La Revolución Cézanniana que nadie desea

Hay veces que Artes y Letras se parece a Icarito en su escolaridad. No es una decepción, sino la preocupante atención que debemos portar sobre el nivel de información que el público cautivo de El Mercurio puede tener sobre pintura. En este terreno, su compromiso es evangelizar su propio sentido común, después de la edición del libro sobre pintura chilena que acaba de editar una de sus más significativas críticas, Cecilia Valdés Urrutia. En verdad, en la edición del domingo 26 de febrero, el artículo extenso sobre Cézanne nos hace preguntarnos por qué, en esta escena, resulta necesario hablar de él. Lo que falta, en el El Mercurio, es una teoría de su propio deseo de pictoricidad reconstructiva. De ahí, hablar sobre cézannismo resulta adecuado y explicable por la necesidad de barrer con los fondos de una discusión en curso. A saber, si la propia pintura chileno-mercurial ha podido desprenderse del mito del post-cézannismo que definió la enseñanza de arte en Chile hasta el advenimiento de la Reforma Universitaria, a mediados de los años sesenta.
Al parecer, este post-cézannismo de “facultad”, era lo que el propio Antúnez quiso sepultar cuando con la ayuda de las Sociedad de Amigos del Museo de Arte Contemporáneo trajo “De Cézanne a Miró”, a comienzos de esa década. Había que desplazar el eje de la designación del arte, desde la mediocridad de la pintura plebeya de la “facultad”, hacia la política de designación mercurial, en alianza y garantía exterior con el MOMA.  De hecho, fue la primera exposición mediática en Chile.
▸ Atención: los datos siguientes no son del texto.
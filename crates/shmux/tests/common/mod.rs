//! Shared helpers for session integration tests.

#![allow(dead_code)]

use std::io::{Read, Write};
use std::os::unix::net::UnixStream;
use std::path::Path;
use std::sync::Once;
use std::thread;
use std::time::{Duration, Instant};

use bytes::BytesMut;
use shmux::protocol::{Event, HEADER_SIZE, Header, PROTOCOL_VERSION, check_event_valid};
use shmux::{
    Dispatcher, DispatcherConfig, PollerKind, Session, SessionConfig, SizePercent, Stream,
    Transport,
};
use tempfile::TempDir;

static TRACING: Once = Once::new();

/// Install a test subscriber honouring `RUST_LOG`.
pub fn init_tracing() {
    TRACING.call_once(|| {
        let _ = tracing_subscriber::fmt()
            .with_env_filter(
                tracing_subscriber::EnvFilter::try_from_default_env()
                    .unwrap_or_else(|_| tracing_subscriber::EnvFilter::new("warn")),
            )
            .with_test_writer()
            .try_init();
    });
}

/// Small segments so tests do not reserve much shared memory.
pub fn test_config(dir: &Path) -> SessionConfig {
    SessionConfig::new(dir)
        .with_segment_size(2 * 1024 * 1024)
        .with_queue_capacity(256)
        .with_handshake_timeout(Duration::from_secs(5))
        .with_hot_restart_timeout(Duration::from_secs(5))
}

/// One segment holding a handful of 4 KiB slabs.
pub fn tiny_config(dir: &Path) -> SessionConfig {
    SessionConfig::new(dir)
        .with_segment_size(64 * 1024)
        .with_max_segments(1)
        .with_size_classes(vec![SizePercent::new(4096, 100)])
        .with_queue_capacity(64)
}

/// A connected client and server sharing one dispatcher.
///
/// Fields drop in order: sessions first, then the dispatcher, then the
/// shared memory directory.
pub struct Pair {
    pub client: Session,
    pub server: Session,
    pub dispatcher: Dispatcher,
    pub dir: TempDir,
}

pub fn dispatcher(kind: PollerKind) -> Dispatcher {
    Dispatcher::new(
        DispatcherConfig::default()
            .with_poller(kind)
            .with_tick_interval(Duration::from_millis(10)),
    )
    .expect("dispatcher")
}

/// Run both handshakes over `a` and `b`.
pub fn connect<T>(
    a: T,
    b: T,
    client_config: SessionConfig,
    server_config: SessionConfig,
    dispatcher: &Dispatcher,
) -> (Session, Session)
where
    T: Transport + 'static,
{
    let handle = dispatcher.handle();
    let server = thread::spawn(move || Session::server(b, server_config, &handle));
    let client = Session::client(a, client_config, &dispatcher.handle()).expect("client session");
    let server = server
        .join()
        .expect("server thread")
        .expect("server session");
    (client, server)
}

pub fn pair_with(make_config: fn(&Path) -> SessionConfig, kind: PollerKind) -> Pair {
    init_tracing();
    let dir = tempfile::tempdir().expect("tempdir");
    let dispatcher = dispatcher(kind);
    let (a, b) = UnixStream::pair().expect("socket pair");
    let (client, server) = connect(
        a,
        b,
        make_config(dir.path()),
        make_config(dir.path()),
        &dispatcher,
    );
    Pair {
        client,
        server,
        dispatcher,
        dir,
    }
}

pub fn pair() -> Pair {
    pair_with(test_config, PollerKind::Auto)
}

/// Read exactly `len` bytes, failing the test after five seconds.
pub fn read_len(stream: &Stream, len: usize) -> Vec<u8> {
    stream.set_read_deadline(Some(Instant::now() + Duration::from_secs(5)));
    let mut out = vec![0u8; len];
    let mut reader = stream;
    reader.read_exact(&mut out).expect("read_exact");
    stream.set_read_deadline(None);
    out
}

/// Read until the peer closes the stream.
pub fn read_to_end(stream: &Stream) -> Vec<u8> {
    stream.set_read_deadline(Some(Instant::now() + Duration::from_secs(5)));
    let mut out = Vec::new();
    let mut reader = stream;
    reader.read_to_end(&mut out).expect("read_to_end");
    out
}

/// Poll `cond` until it holds or five seconds pass.
pub fn wait_for(what: &str, mut cond: impl FnMut() -> bool) {
    let deadline = Instant::now() + Duration::from_secs(5);
    while !cond() {
        assert!(Instant::now() < deadline, "timed out waiting for {what}");
        thread::sleep(Duration::from_millis(5));
    }
}

/// Deterministic test payload.
pub fn pattern(len: usize, seed: u8) -> Vec<u8> {
    (0..len)
        .map(|i| (i as u8).wrapping_mul(31).wrapping_add(seed))
        .collect()
}

/// Blocking frame read for a hand-written peer.
pub fn read_frame(conn: &mut UnixStream) -> Event {
    let mut frame = BytesMut::zeroed(HEADER_SIZE);
    conn.read_exact(&mut frame).expect("frame header");
    let header = Header::decode(&frame).expect("valid header");
    let kind = check_event_valid(&header).expect("known event");
    frame.resize(header.length as usize, 0);
    conn.read_exact(&mut frame[HEADER_SIZE..]).expect("frame body");
    Event::decode(&header, kind, frame.freeze()).expect("valid event")
}

pub fn write_frame(conn: &mut UnixStream, event: &Event) {
    conn.write_all(&event.encode(PROTOCOL_VERSION).expect("encode"))
        .expect("write frame");
}

/// Answer a client handshake without mapping anything. The returned socket
/// is the peer's end of the control connection.
pub fn fake_server(mut conn: UnixStream) -> UnixStream {
    let Event::ExchangeProtoVersion { .. } = read_frame(&mut conn) else {
        panic!("expected a version offer");
    };
    write_frame(
        &mut conn,
        &Event::ExchangeProtoVersion {
            version: PROTOCOL_VERSION,
        },
    );
    let Event::ShareMemoryByFilePath(_) = read_frame(&mut conn) else {
        panic!("expected share memory paths");
    };
    write_frame(&mut conn, &Event::AckShareMemory);
    conn
}
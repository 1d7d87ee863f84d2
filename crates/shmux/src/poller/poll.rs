//! Portable `poll(2)` backend with emulated edge semantics.
//!
//! A descriptor is disarmed as soon as it is reported and stays silent until
//! [`Poller::rearm`]. Registration changes made while another thread is
//! blocked in `wait` are picked up through an internal socket-pair waker.

use std::io::{self, Read, Write};
use std::os::unix::io::{AsRawFd, RawFd};
use std::os::unix::net::UnixStream;
use std::time::Duration;

use parking_lot::Mutex;

use super::{Poller, Readiness, Token, event_conn_error, timeout_millis};
use crate::Result;

#[derive(Debug, Clone, Copy)]
struct Entry {
    fd: RawFd,
    token: Token,
    armed: bool,
}

/// `poll(2)` based poller.
#[derive(Debug)]
pub struct PollPoller {
    entries: Mutex<Vec<Entry>>,
    wake_rx: UnixStream,
    wake_tx: UnixStream,
}

impl PollPoller {
    /// Create a poller.
    pub fn new() -> Result<Self> {
        let (wake_rx, wake_tx) = UnixStream::pair()?;
        wake_rx.set_nonblocking(true)?;
        wake_tx.set_nonblocking(true)?;
        Ok(Self {
            entries: Mutex::new(Vec::new()),
            wake_rx,
            wake_tx,
        })
    }

    fn wake(&self) {
        // A full socket already guarantees a pending wakeup.
        let _ = (&self.wake_tx).write(&[1]);
    }

    fn drain_waker(&self) {
        let mut buf = [0u8; 64];
        while matches!((&self.wake_rx).read(&mut buf), Ok(n) if n > 0) {}
    }
}

impl Poller for PollPoller {
    fn add(&self, fd: RawFd, token: Token) -> Result<()> {
        if fd < 0 {
            return Err(event_conn_error(
                "poll add",
                fd,
                &io::Error::from_raw_os_error(libc::EBADF),
            ));
        }
        {
            let mut entries = self.entries.lock();
            if let Some(entry) = entries.iter_mut().find(|e| e.fd == fd) {
                entry.token = token;
                entry.armed = true;
            } else {
                entries.push(Entry {
                    fd,
                    token,
                    armed: true,
                });
            }
        }
        self.wake();
        Ok(())
    }

    fn remove(&self, fd: RawFd) -> Result<()> {
        let removed = {
            let mut entries = self.entries.lock();
            let before = entries.len();
            entries.retain(|e| e.fd != fd);
            before != entries.len()
        };
        if !removed {
            return Err(event_conn_error(
                "poll remove",
                fd,
                &io::Error::from_raw_os_error(libc::ENOENT),
            ));
        }
        self.wake();
        Ok(())
    }

    #[allow(unsafe_code)]
    fn wait(&self, events: &mut Vec<Readiness>, timeout: Option<Duration>) -> Result<()> {
        events.clear();

        let watched: Vec<Entry> = self
            .entries
            .lock()
            .iter()
            .filter(|e| e.armed)
            .copied()
            .collect();
        let mut fds: Vec<libc::pollfd> = Vec::with_capacity(watched.len() + 1);
        fds.push(libc::pollfd {
            fd: self.wake_rx.as_raw_fd(),
            events: libc::POLLIN,
            revents: 0,
        });
        fds.extend(watched.iter().map(|e| libc::pollfd {
            fd: e.fd,
            events: libc::POLLIN,
            revents: 0,
        }));

        // SAFETY: fds is a valid array of fds.len() pollfd entries.
        let n = unsafe {
            libc::poll(
                fds.as_mut_ptr(),
                fds.len() as libc::nfds_t,
                timeout_millis(timeout),
            )
        };
        if n < 0 {
            let err = io::Error::last_os_error();
            if err.kind() == io::ErrorKind::Interrupted {
                return Ok(());
            }
            return Err(event_conn_error("poll", -1, &err));
        }

        if fds[0].revents != 0 {
            self.drain_waker();
        }

        let mut entries = self.entries.lock();
        for (pfd, watched) in fds[1..].iter().zip(&watched) {
            if pfd.revents == 0 {
                continue;
            }
            // Skip descriptors removed or re-registered during the wait.
            let Some(entry) = entries
                .iter_mut()
                .find(|e| e.fd == watched.fd && e.token == watched.token && e.armed)
            else {
                continue;
            };
            entry.armed = false;
            events.push(Readiness {
                token: entry.token,
                readable: pfd.revents & libc::POLLIN != 0,
                hangup: pfd.revents & libc::POLLHUP != 0,
                error: pfd.revents & (libc::POLLERR | libc::POLLNVAL) != 0,
            });
        }
        Ok(())
    }

    fn rearm(&self, fd: RawFd, token: Token) -> Result<()> {
        let found = {
            let mut entries = self.entries.lock();
            entries
                .iter_mut()
                .find(|e| e.fd == fd)
                .map(|entry| {
                    entry.token = token;
                    entry.armed = true;
                })
                .is_some()
        };
        if found {
            self.wake();
        }
        Ok(())
    }

    fn name(&self) -> &'static str {
        "poll"
    }
}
La movida era reproducir la tesis momificada por la cual los norteamericanos se apropiaban de la invención del modernismo pictórico.

El artículo sobre Cézanne, del domingo 26 de febrero, brillantemente escrito por Marcelo Somarriva, es síntoma de una incompletud adolorida que se lamenta de la imposibilidad de sostener un discurso fuerte sobre pintura chilena. O sea, de que no haya obras fuertes, de pintura, sobre las que se pudiera sostener un discurso consistente. De ahí que, editorialmente, se justifique “regresar” a Cézanne, como estrategia difusiva. Porque no se trata de la reconstrucción que gente como Marcelin Pleynet en “La enseñanza de la pintura” (G.Gili) podía hacer a comienzos de los ochenta, cuando formulaba los principios de la revolución cézanniana. Sin dejar de mencionar a Lyotard de “Discurso, Figura” (G.Gili), que re/lee “La duda de Cézanne” de Merlaeu-Ponty. Ni olvidar “La verdad en pintura”, de Jacques Derrida, en que realiza otra lectura de Schapiro y su ensayo sobre los zapatos de van Gogh. Sino tan solo de un resumen académico de informaciones que ya se pueden encontrar en una vasta literatura de apoyo, pero que al parecer a Chile llega con retraso. Sugiero incluir este artículo en “el rincón del vago”, para uso de flojos estudiantes de arte.

Lo que se me ocurre a partir de la expresión del síntoma mercurial -¡por favor!, ¡nada personal!- es pensar en el reconocimiento de su derrota estética. No habría que permitir el pensamiento de una revolución cézanniana en la escena chilena. Estaríamos, todavía, a la espera de un origen (inédito).

¿O será posible reintroducir mi hipótesis acerca de las dos transferencias en arte chileno, que son las que traman su contemporaneidad? Mi formulación ya es conocida: artes de la huella (Balmes) y artes de la excavación (Dittborn).  Aquí hay una revolución formal que destierra al efecto post-cézanniano de la “facultad”.

Después, a partir de la Obra Dittborn, he formulado la hipótesis de la revolución cézanniana de la política chilena, que consistiría en la disolución del modelo teatral clásico que todavía habilita su representación republicana.

Para eso, falta todavía. El día que Dittborn ocupe la portada de Artes y Letras, no para hablar de su premio, sino para que se hable de su obra, como un momento de la revolución cézanniana que “ya estaba”, pero no se desea leer como tal, falta demasiado. Es decir, la condición para ello es que Artes y Letras deje de ser el Icarito de una oligarquía que recién comienza a disfrutar de la re/invención de su origen. Y todo, gracias a la estabilidad que le proporciona el gobierno de la Concertación.

Nada hay que amenace la credibilidad del gobierno de Bachelet, como la lectura de la revolución cézanniana que “ya está”, pero cuyos signos no son leídos.